Сад лжи. Книга 2 | страница 63
— Правильно говоришь, черт побери! — крикнул кто-то.
Брайан улыбнулся:
— Вы, ребята, знаете, о чем я говорю, — продолжал он. — Никто не желает даже слышать это слово, ведь так? Упомянешь Нам — и твои собеседники тут же от тебя отворачиваются. Или, наоборот, начинают орать, что ты, мол, убивал там женщин и детей. Что нам там вообще нечего было делать, — он снова замолчал, несколько человек закивали головами. — Так вот и получается, что мы с вами привыкаем молчать, таить свои чувства в себе. А иные из вас, уверен, начинают воспринимать себя как убийц и насильников. Но потом все-таки спрашивают самих себя: «Постой, а разве ты сражался не за интересы своей страны? Несправедливо, когда к тебе так относятся. Я же вроде должен был быть героем?!» — Брайан переждал несколько секунд и потом стукнул кулаком по трибуне. — Забудьте про свое геройство. Но не думайте, что вы насильники и злодеи. Так кто же мы? Просто люди. Люди, которые делали то, что считали своим долгом. И за что получили пинком в зад…
Через полчаса Брайан уже мог видеть, как смягчились казавшиеся еще совсем недавно такими каменными лица в аудитории. Кое-кто плакал. Беззвучно. Слезы струились по их иссеченным шрамами щекам. Аплодисменты не были дружными, но постепенно они обрушились на Брайана шквалом признательности, сердитые, почти неистовые.
Он чувствовал себя счастливым: «Мне повезло. Ведь я смог обо всем этом написать — и тем самым избавиться. Тогда мне, в сущности, было все равно, станут мою книгу читать впоследствии или нет».
Если, думал Брайан, я и могу сравнить с чем-нибудь процесс написания «Двойного орла», то, пожалуй, лишь с приступом малярии. Слова горели тогда внутри так, словно их сжигала лихорадка: к концу дня он бывал совершенно выпотрошен, одежда намокала от пота, и порой не хватало сил даже подняться из-за стола. Если у книги все же был соответствующий конец и она вообще вылилась в форму романа, то это только заслуга Рэйчел. Она читала каждую страницу, едва он вытаскивал ее из пишущей машинки, делала свои замечания, что-то предлагала, старалась подбодрить и утешить, а главное — помочь превратить горячий заряд выплеснувшейся злобы в удобочитаемую прозу.
Она только закончила ординатуру и, оставшись в больнице, вынуждена была работать не только днем, а, случалось, и ночами. Но когда бы она ни приходила домой, у нее — странное дело — каким-то непостижимым образом хватало сил прочитывать все, что он сумел написать за день.

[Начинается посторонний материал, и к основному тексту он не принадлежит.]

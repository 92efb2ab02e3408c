use crate::calendar::{HolidayCalendar, weekdays_in_range};
use crate::distribution::distribute_even;
use crate::task::{DailyTaskRecord, PLANNED_STATUS};
use chrono::NaiveDate;
use tracing::debug;

pub const DEFAULT_HOURS_PER_PERSON: f64 = 9.0;

const SHARE_DECIMALS: u32 = 1;

/// One record per weekday per collaborator, sharing 100% between them.
///
/// Records come out date-major, owner-minor. Holidays are not consulted: a
/// holiday on a weekday still gets its tasks.
pub fn distribute_daily(
    start: NaiveDate,
    deadline: NaiveDate,
    headcount: u32,
    hours_per_person: f64,
) -> Vec<DailyTaskRecord> {
    if headcount == 0 {
        return Vec::new();
    }
    let days = weekdays_in_range(start, deadline);
    if days.is_empty() {
        return Vec::new();
    }

    let total_tasks = days.len() * headcount as usize;
    let shares = distribute_even(100.0, total_tasks, SHARE_DECIMALS);

    let mut records = Vec::with_capacity(total_tasks);
    let mut shares = shares.into_iter();
    for day in days {
        for owner in 1..=headcount {
            let share = shares.next().unwrap_or_default();
            records.push(DailyTaskRecord {
                data: day,
                horas_previstas: hours_per_person,
                percentual_pendencia: share,
                status: PLANNED_STATUS.to_string(),
                ajustada_feriado: false,
                dono_idx: Some(owner),
                dono_total: Some(headcount),
            });
        }
    }
    debug!(%start, %deadline, headcount, records = records.len(), "distributed daily tasks");
    records
}

/// Legacy distributor: `total_hours` and 100% split evenly over every weekday
/// in range.
///
/// `holidays` is accepted for compatibility with the Friday-anchored flow but
/// deliberately not consulted, so `ajustada_feriado` is always false.
pub fn distribute_weekly(
    start: NaiveDate,
    deadline: NaiveDate,
    total_hours: f64,
    _holidays: &HolidayCalendar,
) -> Vec<DailyTaskRecord> {
    let dates = weekdays_in_range(start, deadline);
    let records = build_records(dates.into_iter().map(|d| (d, false)), total_hours);
    debug!(%start, %deadline, total_hours, records = records.len(), "distributed weekly tasks");
    records
}

/// Strictly Friday-anchored variant: one record per due date from
/// `HolidayCalendar::next_due_dates`, flagging dates moved off a holiday.
pub fn distribute_friday_anchored(
    start: NaiveDate,
    deadline: NaiveDate,
    total_hours: f64,
    holidays: &HolidayCalendar,
) -> Vec<DailyTaskRecord> {
    let due = holidays.next_due_dates(start, deadline);
    let records = build_records(due.into_iter(), total_hours);
    debug!(
        %start,
        %deadline,
        adjusted = records.iter().filter(|r| r.ajustada_feriado).count(),
        records = records.len(),
        "distributed friday-anchored tasks"
    );
    records
}

fn build_records<I>(dates: I, total_hours: f64) -> Vec<DailyTaskRecord>
where
    I: ExactSizeIterator<Item = (NaiveDate, bool)>,
{
    let n = dates.len();
    if n == 0 {
        return Vec::new();
    }
    let hours = distribute_even(total_hours, n, SHARE_DECIMALS);
    let shares = distribute_even(100.0, n, SHARE_DECIMALS);

    dates
        .zip(hours)
        .zip(shares)
        .map(|(((data, adjusted), horas), share)| DailyTaskRecord {
            data,
            horas_previstas: horas,
            percentual_pendencia: share,
            status: PLANNED_STATUS.to_string(),
            ajustada_feriado: adjusted,
            dono_idx: None,
            dono_total: None,
        })
        .collect()
}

Он видел ее сейчас перед своим мысленным взором: образ тогдашней Рэйчел отпечатался у него в мозгу, подобно моментальному фото. Сидит в тесной комнатенке на его застланной шотландским пледом софе с выпирающими пружинами; на коленях у нее разложены машинописные странички, в зубах зажат карандаш. Она жует его, как имеют обыкновение делать школьницы, пока от карандашей не остаются одни грифели. Да и сама она выглядела почти школьницей — с этой своей косой, в одной из старых и слишком больших для нее рубашек Брайана, которые она носила навыпуск поверх джинсов. Когда он видел ее такой, сердце его вдруг сжималось от нежности и боли.